Lucas' Theorem
Lucas' theorem is a result about binomial coefficients modulo a prime \( p \). It answers questions like:
- For which \( m \) and \( n \) is \( \binom{m}{n} \) even?
- What is the remainder when a binomial coefficient like \( \binom{100}{30} \) is divided by a prime number like \( 13 \)?
- How many entries in the \( 34^\text{th}\) row of Pascal's triangle are divisible by \( 11 \)? Which entries are not? What are they congruent to mod \( 11 \)?
Statement of the Theorem
Lucas' theorem states that for non-negative integers \(m\) and \(n\), and a prime \(p\), \[ {m \choose n} \equiv \prod_{i=0}^{k} {m_{i} \choose n_{i}} \pmod p,\] where \(m=m_{k}p^{k}+m_{k-1}p^{k-1}+\cdots+m_{1}p+m_{0}\) and \(n=n_{k}p^{k}+n_{k-1}p^{k-1}+\cdots+n_{1}p+n_{0}\) are the base \(p\) expansions of \(m\) and \(n,\) respectively. This uses the convention that \(m \choose n \)=0 when \(m<n\).
In particular, \( \binom{m}{n} \) is divisible by \( p \) if and only if at least one of the base-\(p\) digits of \( n \) is greater than the corresponding base-\(p\) digit of \( m \).
To look at a tangible example, take \(p=2.\) Then \(\binom{m}{n}\) is even if and only if at least one of the binary digits of \(n\) is greater than the corresponding binary digits of \(m.\) So, \(\binom{8}{3} = 56\) is even because \(3=0011_2\) has a greater digit than \(8=1000_2\) (specifically, the rightmost digit).
Another interesting consequence is that \(\binom{2^k-1}{m}\) is always odd, since \(2^k-1\) is all 1s when written in binary; e.g., \(\binom{31}{m}\) is always odd.
Applications
One of the most common problems to tackle is a direct application of Lucas' theorem: what is the remainder of a binomial coefficient when divided by a prime number?
Find the remainder when \( \dbinom{1000}{300} \) is divided by 13.
We first write both 1000 and 300 in terms of the sum of powers of 13: \[1000 = 5 (13^2) + 11(13) + 12 \quad \text{ and }\quad 300 = 1(13^2)+ 10(13) + 1. \] Then apply Lucas' theorem: \[\begin{align} \dbinom{1000}{300} \equiv \dbinom{5}{1} \cdot \dbinom{11}{10} \cdot \dbinom{12}{1} &\equiv 5\cdot 11 \cdot 12 \\ &\equiv 5 \cdot (-2) \cdot (-1) \\&= 10, \end{align}\] implying the remainder is 10. \(_\square\)
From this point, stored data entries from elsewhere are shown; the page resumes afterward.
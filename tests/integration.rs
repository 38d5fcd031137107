use std::sync::Arc;
use std::time::Duration;

use axum::body::Body;
use axum::http::{Request, StatusCode};
use chrono::{DateTime, Utc};
use dispatch_board::api::rest::router;
use dispatch_board::board::seed::{demo_board, roster};
use dispatch_board::board::OrderBoard;
use dispatch_board::state::{AppState, StateOptions};
use serde_json::{json, Value};
use tower::ServiceExt;

fn shared_state(board: OrderBoard) -> Arc<AppState> {
    Arc::new(AppState::new(
        board,
        StateOptions {
            ingest_delay: Duration::from_millis(50),
            ingest_seed: Some(7),
            ..StateOptions::default()
        },
    ))
}

fn setup() -> axum::Router {
    router(shared_state(demo_board(Utc::now()).unwrap()))
}

fn json_request(method: &str, uri: &str, body: Value) -> Request<Body> {
    Request::builder()
        .method(method)
        .uri(uri)
        .header("content-type", "application/json")
        .body(Body::from(serde_json::to_string(&body).unwrap()))
        .unwrap()
}

fn empty_request(method: &str, uri: &str) -> Request<Body> {
    Request::builder()
        .method(method)
        .uri(uri)
        .body(Body::empty())
        .unwrap()
}

fn get_request(uri: &str) -> Request<Body> {
    empty_request("GET", uri)
}

fn form_request(uri: &str, body: &str) -> Request<Body> {
    Request::builder()
        .method("POST")
        .uri(uri)
        .header("content-type", "application/x-www-form-urlencoded")
        .body(Body::from(body.to_string()))
        .unwrap()
}

async fn body_json(response: axum::response::Response) -> Value {
    let bytes = axum::body::to_bytes(response.into_body(), usize::MAX)
        .await
        .unwrap();
    serde_json::from_slice(&bytes).unwrap()
}

async fn body_string(response: axum::response::Response) -> String {
    let bytes = axum::body::to_bytes(response.into_body(), usize::MAX)
        .await
        .unwrap();
    String::from_utf8(bytes.to_vec()).unwrap()
}

fn invoices(table: &Value) -> Vec<String> {
    table["rows"]
        .as_array()
        .unwrap()
        .iter()
        .map(|row| row["invoice"].as_str().unwrap().to_string())
        .collect()
}

#[tokio::test]
async fn health_returns_ok() {
    let app = setup();
    let response = app.oneshot(get_request("/health")).await.unwrap();

    assert_eq!(response.status(), StatusCode::OK);

    let body = body_json(response).await;
    assert_eq!(body["status"], "ok");
    assert_eq!(body["drivers"], 3);
    assert_eq!(body["orders"], 5);
    assert_eq!(body["ingest_in_flight"], false);
}

#[tokio::test]
async fn metrics_returns_prometheus_format() {
    let app = setup();
    let response = app.oneshot(get_request("/metrics")).await.unwrap();

    assert_eq!(response.status(), StatusCode::OK);

    let content_type = response
        .headers()
        .get("content-type")
        .unwrap()
        .to_str()
        .unwrap()
        .to_string();
    assert!(content_type.contains("text/plain"));

    let body = body_string(response).await;
    assert!(body.contains("board_orders"));
    assert!(body.contains("ingest_in_flight"));
}

#[tokio::test]
async fn list_drivers_returns_roster() {
    let app = setup();
    let response = app.oneshot(get_request("/drivers")).await.unwrap();

    assert_eq!(response.status(), StatusCode::OK);

    let body = body_json(response).await;
    let drivers = body.as_array().unwrap();
    assert_eq!(drivers.len(), 3);
    assert_eq!(drivers[0]["name"], "Alice");
    assert_eq!(drivers[0]["code"], "D1");
    assert_eq!(drivers[2]["cell"], "555-123-4567");
}

#[tokio::test]
async fn get_order_returns_flat_status() {
    let app = setup();
    let response = app.oneshot(get_request("/orders/103")).await.unwrap();

    assert_eq!(response.status(), StatusCode::OK);

    let body = body_json(response).await;
    assert_eq!(body["invoice"], "INV003");
    assert_eq!(body["status"], "Assigned");
    assert_eq!(body["driver_id"], 2);
    assert!(body.get("delivered_at").is_none());
}

#[tokio::test]
async fn get_nonexistent_order_returns_404() {
    let app = setup();
    let response = app.oneshot(get_request("/orders/9999")).await.unwrap();

    assert_eq!(response.status(), StatusCode::NOT_FOUND);
}

#[tokio::test]
async fn board_views_are_sorted() {
    let app = setup();
    let response = app.oneshot(get_request("/board")).await.unwrap();

    assert_eq!(response.status(), StatusCode::OK);

    let body = body_json(response).await;
    assert_eq!(body["unassigned"]["count"], 2);
    assert_eq!(invoices(&body["unassigned"]), vec!["INV002", "INV005"]);
    assert_eq!(invoices(&body["assigned"]), vec!["INV001", "INV003"]);
    assert_eq!(invoices(&body["delivered"]), vec!["INV004"]);

    let row = &body["unassigned"]["rows"][0];
    assert_eq!(row["priority"], "Urgent");
    assert_eq!(row["total"], "$75.50");
    assert_eq!(row["warehouses"], "WH3, WH5");
    assert_eq!(row["action"]["kind"], "Assign");
    assert_eq!(row["action"]["drivers"].as_array().unwrap().len(), 3);

    let delivered = &body["delivered"]["rows"][0];
    assert_eq!(delivered["action"]["kind"], "Delivered");
    assert_eq!(delivered["action"]["driver"], "Alice");
}

#[tokio::test]
async fn full_dispatch_flow() {
    let state = shared_state(demo_board(Utc::now()).unwrap());
    let app = router(state.clone());
    let before_assign = Utc::now();

    let res = app
        .clone()
        .oneshot(json_request(
            "POST",
            "/orders/105/assign",
            json!({ "driver_id": 2 }),
        ))
        .await
        .unwrap();
    assert_eq!(res.status(), StatusCode::OK);
    let order = body_json(res).await;
    assert_eq!(order["status"], "Assigned");
    assert_eq!(order["driver_id"], 2);
    assert_eq!(order["total"], "180.00");

    let res = app.clone().oneshot(get_request("/board")).await.unwrap();
    let board = body_json(res).await;
    assert_eq!(invoices(&board["unassigned"]), vec!["INV002"]);
    assert_eq!(
        invoices(&board["assigned"]),
        vec!["INV001", "INV003", "INV005"]
    );

    let res = app
        .clone()
        .oneshot(empty_request("POST", "/orders/105/deliver"))
        .await
        .unwrap();
    assert_eq!(res.status(), StatusCode::OK);
    let order = body_json(res).await;
    assert_eq!(order["status"], "Delivered");
    assert_eq!(order["driver_id"], 2);
    let delivered_at: DateTime<Utc> =
        serde_json::from_value(order["delivered_at"].clone()).unwrap();
    assert!(delivered_at >= before_assign);

    let res = app.clone().oneshot(get_request("/board")).await.unwrap();
    let board = body_json(res).await;
    assert_eq!(invoices(&board["delivered"]), vec!["INV005", "INV004"]);
    assert_eq!(invoices(&board["assigned"]), vec!["INV001", "INV003"]);

    let res = app.oneshot(get_request("/notification")).await.unwrap();
    assert_eq!(res.status(), StatusCode::OK);
    let notice = body_json(res).await;
    assert_eq!(notice["message"], "Order INV005 marked as delivered.");
}

#[tokio::test]
async fn invalid_transitions_return_conflict() {
    let app = setup();

    let res = app
        .clone()
        .oneshot(json_request(
            "POST",
            "/orders/101/assign",
            json!({ "driver_id": 3 }),
        ))
        .await
        .unwrap();
    assert_eq!(res.status(), StatusCode::CONFLICT);
    let body = body_json(res).await;
    assert!(body["error"].as_str().unwrap().contains("Assigned"));

    let res = app
        .clone()
        .oneshot(empty_request("POST", "/orders/102/deliver"))
        .await
        .unwrap();
    assert_eq!(res.status(), StatusCode::CONFLICT);

    let res = app
        .clone()
        .oneshot(empty_request("POST", "/orders/104/deliver"))
        .await
        .unwrap();
    assert_eq!(res.status(), StatusCode::CONFLICT);

    let res = app.oneshot(get_request("/orders/101")).await.unwrap();
    let order = body_json(res).await;
    assert_eq!(order["driver_id"], 1);
}

#[tokio::test]
async fn transitions_on_missing_order_return_404_and_change_nothing() {
    let state = shared_state(demo_board(Utc::now()).unwrap());
    let app = router(state.clone());
    let before = state.board.read().await.orders().to_vec();

    let res = app
        .clone()
        .oneshot(json_request(
            "POST",
            "/orders/999/assign",
            json!({ "driver_id": 1 }),
        ))
        .await
        .unwrap();
    assert_eq!(res.status(), StatusCode::NOT_FOUND);

    let res = app
        .oneshot(empty_request("POST", "/orders/999/deliver"))
        .await
        .unwrap();
    assert_eq!(res.status(), StatusCode::NOT_FOUND);

    assert_eq!(state.board.read().await.orders(), before.as_slice());
}

#[tokio::test]
async fn assigning_unknown_driver_returns_400() {
    let app = setup();
    let res = app
        .oneshot(json_request(
            "POST",
            "/orders/102/assign",
            json!({ "driver_id": 42 }),
        ))
        .await
        .unwrap();

    assert_eq!(res.status(), StatusCode::BAD_REQUEST);
}

#[tokio::test]
async fn notification_is_empty_before_any_action() {
    let app = setup();
    let res = app.oneshot(get_request("/notification")).await.unwrap();

    assert_eq!(res.status(), StatusCode::NO_CONTENT);
}

#[tokio::test]
async fn fetch_is_accepted_once_and_lands_after_delay() {
    let state = shared_state(OrderBoard::new(roster()).unwrap());
    let app = router(state.clone());

    let res = app
        .clone()
        .oneshot(empty_request("POST", "/ingest"))
        .await
        .unwrap();
    assert_eq!(res.status(), StatusCode::ACCEPTED);
    let ticket = body_json(res).await;
    assert!(ticket["id"].as_str().unwrap().len() > 0);

    let res = app
        .clone()
        .oneshot(empty_request("POST", "/ingest"))
        .await
        .unwrap();
    assert_eq!(res.status(), StatusCode::CONFLICT);

    let res = app.clone().oneshot(get_request("/ingest")).await.unwrap();
    let status = body_json(res).await;
    assert_eq!(status["busy"], true);
    assert_eq!(status["pending"]["id"], ticket["id"]);

    tokio::time::sleep(Duration::from_millis(300)).await;

    let res = app.clone().oneshot(get_request("/orders")).await.unwrap();
    let orders = body_json(res).await;
    let orders = orders.as_array().unwrap();
    assert_eq!(orders.len(), 1);
    assert_eq!(orders[0]["id"], 1);
    assert_eq!(orders[0]["invoice"], "INV001");
    assert_eq!(orders[0]["status"], "Unassigned");

    let res = app.clone().oneshot(get_request("/ingest")).await.unwrap();
    let status = body_json(res).await;
    assert_eq!(status["busy"], false);
    assert!(status["pending"].is_null());

    let res = app.oneshot(get_request("/notification")).await.unwrap();
    let notice = body_json(res).await;
    assert_eq!(notice["message"], "Fetched 1 new order (Invoice INV001).");
}

#[tokio::test]
async fn cancelled_fetch_adds_nothing() {
    let state = shared_state(OrderBoard::new(roster()).unwrap());
    let app = router(state.clone());

    let res = app
        .clone()
        .oneshot(empty_request("POST", "/ingest"))
        .await
        .unwrap();
    assert_eq!(res.status(), StatusCode::ACCEPTED);
    let ticket = body_json(res).await;

    let res = app
        .clone()
        .oneshot(empty_request("DELETE", "/ingest"))
        .await
        .unwrap();
    assert_eq!(res.status(), StatusCode::OK);
    let body = body_json(res).await;
    assert_eq!(body["cancelled"]["id"], ticket["id"]);

    tokio::time::sleep(Duration::from_millis(200)).await;
    assert!(state.board.read().await.is_empty());

    let res = app
        .oneshot(empty_request("DELETE", "/ingest"))
        .await
        .unwrap();
    let body = body_json(res).await;
    assert!(body["cancelled"].is_null());
}

#[tokio::test]
async fn html_page_renders_tables() {
    let app = setup();
    let res = app.oneshot(get_request("/")).await.unwrap();

    assert_eq!(res.status(), StatusCode::OK);
    let page = body_string(res).await;
    assert!(page.contains("id=\"unassigned-table\""));
    assert!(page.contains("id=\"assigned-table\""));
    assert!(page.contains("id=\"delivered-table\""));
    assert!(page.contains("<span id=\"unassigned-count\">2</span>"));
    assert!(page.contains(">Fetch New Orders</button>"));
}

#[tokio::test]
async fn html_forms_drive_transitions_and_redirect() {
    let state = shared_state(demo_board(Utc::now()).unwrap());
    let app = router(state.clone());

    let res = app
        .clone()
        .oneshot(form_request("/board/orders/102/assign", "driver_id=3"))
        .await
        .unwrap();
    assert_eq!(res.status(), StatusCode::SEE_OTHER);
    assert_eq!(res.headers().get("location").unwrap(), "/");

    let res = app
        .clone()
        .oneshot(form_request("/board/orders/102/deliver", ""))
        .await
        .unwrap();
    assert_eq!(res.status(), StatusCode::SEE_OTHER);

    let board = state.board.read().await;
    assert_eq!(board.delivered().invoices(), vec!["INV002", "INV004"]);
    drop(board);

    let res = app.oneshot(get_request("/")).await.unwrap();
    let page = body_string(res).await;
    assert!(page.contains("Order INV002 marked as delivered."));
    assert!(page.contains("<span id=\"delivered-count\">2</span>"));
}

#[tokio::test]
async fn html_fetch_during_fetch_redirects_back_to_page() {
    let state = shared_state(OrderBoard::new(roster()).unwrap());
    let app = router(state.clone());

    let res = app
        .clone()
        .oneshot(empty_request("POST", "/ingest"))
        .await
        .unwrap();
    assert_eq!(res.status(), StatusCode::ACCEPTED);

    let res = app
        .clone()
        .oneshot(form_request("/board/fetch", ""))
        .await
        .unwrap();
    assert_eq!(res.status(), StatusCode::SEE_OTHER);
    assert_eq!(res.headers().get("location").unwrap(), "/");

    let res = app
        .clone()
        .oneshot(empty_request("POST", "/ingest"))
        .await
        .unwrap();
    assert_eq!(res.status(), StatusCode::CONFLICT);

    let res = app.oneshot(get_request("/")).await.unwrap();
    let page = body_string(res).await;
    assert!(page.contains(" disabled>Fetching...</button>"));
    assert!(page.contains("<meta http-equiv=\"refresh\" content=\"1\">"));
}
Note: Looking deeper, it is possible to further explore these coefficients throughout Pascal's triangle.
The oranges are stacked as a triangular-based pyramid such that there is one orange on the top, 2 more oranges on the second layer, yet 3 more oranges on the third, and so on until there are 200 pyramidal layers of oranges.
If this big lot is distributed into boxes of 7 oranges each, how many oranges will remain undistributed?
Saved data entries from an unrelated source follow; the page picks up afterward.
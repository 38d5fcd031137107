pub mod api;
pub mod board;
pub mod config;
pub mod engine;
pub mod error;
pub mod models;
pub mod notice;
pub mod observability;
pub mod render;
pub mod state;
Find a formula for the number of entries in the \(n^\text{th}\) row of Pascal's triangle that are not divisible by \( p \), in terms of the base-\(p\) expansion of \(n\).
Write \( n = n_kp^k + \cdots + n_0 \), \( r = r_kp^k + \cdots + r_0 \). Then \( \binom{n}{r} \) is not divisible by \( p \) if and only if \( r_i \le n_i \) for \( 0 \le i \le k \). There are \(n_i+1\) choices for each \( r_i \) (it can be \( 0,1,\ldots,n_i \)). So the answer is \[ \prod_{i=0}^k (n_i+1). \ _\square\]
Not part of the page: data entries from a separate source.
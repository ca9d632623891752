//! Table types and the availability predicate.
//!
//! A [`Table`] owns the reservations booked against it. Whether a table can
//! take a new party is answered by [`Table::is_available`], a pure check of
//! capacity and service-slot conflicts.

use std::fmt;

use chrono::NaiveDateTime;
use serde::{Deserialize, Serialize};

use crate::hours::{OperatingHours, ServiceSlot};
use crate::reservation::{Reservation, ReservationId};

/// A valid table number (1 and up).
///
/// # Examples
///
/// ```
/// use tablebook::TableNumber;
///
/// let number = TableNumber::try_from(7).unwrap();
/// assert_eq!(number.value(), 7);
///
/// assert!(TableNumber::try_from(0).is_err());
/// ```
#[derive(Debug, Clone, Copy, PartialEq, Eq, PartialOrd, Ord, Hash, Serialize, Deserialize)]
#[serde(try_from = "u32", into = "u32")]
pub struct TableNumber(u32);

impl TableNumber {
    /// Returns the underlying table number.
    #[must_use]
    pub const fn value(self) -> u32 {
        self.0
    }
}

impl TryFrom<u32> for TableNumber {
    type Error = InvalidTableError;

    fn try_from(value: u32) -> Result<Self, Self::Error> {
        if value == 0 {
            Err(InvalidTableError {
                value,
                reason: "table number 0 is invalid".into(),
            })
        } else {
            Ok(Self(value))
        }
    }
}

impl From<TableNumber> for u32 {
    fn from(number: TableNumber) -> Self {
        number.0
    }
}

impl fmt::Display for TableNumber {
    fn fmt(&self, f: &mut fmt::Formatter<'_>) -> fmt::Result {
        write!(f, "{}", self.0)
    }
}

/// Error type for invalid table definitions.
#[derive(Debug, Clone, PartialEq, Eq)]
pub struct InvalidTableError {
    /// The raw table number.
    pub value: u32,
    /// The reason the table is invalid.
    pub reason: String,
}

impl fmt::Display for InvalidTableError {
    fn fmt(&self, f: &mut fmt::Formatter<'_>) -> fmt::Result {
        write!(f, "invalid table {}: {}", self.value, self.reason)
    }
}

impl std::error::Error for InvalidTableError {}

/// A restaurant table and the reservations booked against it.
///
/// # Examples
///
/// ```
/// use tablebook::{Table, TableNumber};
///
/// let table = Table::new(TableNumber::try_from(1).unwrap(), 4).unwrap();
/// assert_eq!(table.capacity(), 4);
/// assert!(table.reserved_by().is_empty());
/// ```
#[derive(Debug, Clone, PartialEq, Eq, Serialize, Deserialize)]
#[serde(try_from = "TableRecord")]
pub struct Table {
    number: TableNumber,
    capacity: u32,
    reserved_by: Vec<Reservation>,
}

/// Serialized form of a [`Table`]; capacity is rechecked on load.
#[derive(Deserialize)]
struct TableRecord {
    number: TableNumber,
    capacity: u32,
    #[serde(default)]
    reserved_by: Vec<Reservation>,
}

impl TryFrom<TableRecord> for Table {
    type Error = InvalidTableError;

    fn try_from(record: TableRecord) -> Result<Self, Self::Error> {
        let mut table = Self::new(record.number, record.capacity)?;
        table.reserved_by = record.reserved_by;
        Ok(table)
    }
}

impl Table {
    /// Creates an empty table.
    ///
    /// # Errors
    ///
    /// Returns an error if `capacity` is zero.
    pub fn new(number: TableNumber, capacity: u32) -> Result<Self, InvalidTableError> {
        if capacity == 0 {
            return Err(InvalidTableError {
                value: number.value(),
                reason: "capacity must be at least 1".into(),
            });
        }
        Ok(Self {
            number,
            capacity,
            reserved_by: Vec::new(),
        })
    }

    /// Returns the table number.
    #[must_use]
    pub const fn number(&self) -> TableNumber {
        self.number
    }

    /// Returns the seating capacity.
    #[must_use]
    pub const fn capacity(&self) -> u32 {
        self.capacity
    }

    /// Returns the reservations booked against this table, in booking order.
    #[must_use]
    pub fn reserved_by(&self) -> &[Reservation] {
        &self.reserved_by
    }

    /// Returns `true` if a reservation already holds `slot`.
    #[must_use]
    pub fn is_booked(&self, slot: ServiceSlot) -> bool {
        self.reserved_by.iter().any(|r| r.slot() == slot)
    }

    /// Check if this table can seat `party_size` guests in `slot`.
    ///
    /// The table qualifies when it is large enough and no reservation on it
    /// holds the same service slot.
    #[must_use]
    pub fn is_available(&self, slot: ServiceSlot, party_size: u32) -> bool {
        self.capacity >= party_size && !self.is_booked(slot)
    }

    pub(crate) fn reservation(&self, id: ReservationId) -> Option<&Reservation> {
        self.reserved_by.iter().find(|r| r.id() == id)
    }

    pub(crate) fn reservation_mut(&mut self, id: ReservationId) -> Option<&mut Reservation> {
        self.reserved_by.iter_mut().find(|r| r.id() == id)
    }

    pub(crate) fn attach(&mut self, reservation: Reservation) {
        self.reserved_by.push(reservation);
    }

    pub(crate) fn detach(&mut self, id: ReservationId) -> Option<Reservation> {
        let index = self.reserved_by.iter().position(|r| r.id() == id)?;
        Some(self.reserved_by.remove(index))
    }

    pub(crate) fn clear(&mut self) {
        self.reserved_by.clear();
    }
}

/// Check if `table` can seat `party_size` guests at `requested`.
///
/// Times outside opening hours book no service slot, so no table is
/// available for them.
///
/// # Examples
///
/// ```
/// use chrono::NaiveDate;
/// use tablebook::hours::OperatingHours;
/// use tablebook::table::is_available;
/// use tablebook::{Table, TableNumber};
///
/// let hours = OperatingHours::default();
/// let table = Table::new(TableNumber::try_from(1).unwrap(), 2).unwrap();
/// let lunch = NaiveDate::from_ymd_opt(2026, 5, 1).unwrap().and_hms_opt(12, 0, 0).unwrap();
///
/// assert!(is_available(&table, lunch, 2, &hours));
/// assert!(!is_available(&table, lunch, 3, &hours));
/// ```
#[must_use]
pub fn is_available(
    table: &Table,
    requested: NaiveDateTime,
    party_size: u32,
    hours: &OperatingHours,
) -> bool {
    hours
        .slot_of(requested)
        .is_some_and(|slot| table.is_available(slot, party_size))
}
Note that in particular if \( n = p^{k+1}-1 \), then all the \( n_i \) are equal to \( p -1 \), so the product is \( p^{k+1} \); that is, all \( p^{k+1} \) of the entries in the \(\left(p^{k+1}-1\right)^\text{th}\) row are not divisible by \( p\).
In fact, for the previous example, taking \(p=2\) gives the following result:
Picture for \( p=2 \): If we draw a picture of the odd entries in the \(n^\text{th}\) row of Pascal's triangle (\(p=2\)), we get an image that looks very much like the Sierpinski gasket:
source: http://ecademy.agnesscott.edu/~lriddle/ifs/siertri/pascalmath.htm
This fractality comes from the fact that if \( k \le a < 2^n\), then \[ \binom{a}{k} \equiv \binom{a+2^n}{k} \equiv \binom{a+2^n}{k+2^n} \ (\text{mod} \ 2) \] by Lucas' theorem, so the top \( 2^n \) rows are reproduced twice side-by-side in the next \( 2^n \) rows.
What about the middle section? This consists of elements of the form \( \binom{a+2^n}{r} ,\) where \( a < r < 2^n \). In this case, since \( r > a \), at least one of the binary digits of \( r \) will be greater than the corresponding binary digit of \( a \), so that part of the product in Lucas' theorem will be \( \binom{0}{1} \equiv 0 \), so all of the entries in the middle section will be even.
Show that \( \binom{n}{p} \equiv \left\lfloor \frac{n}{p} \right\rfloor \pmod p \).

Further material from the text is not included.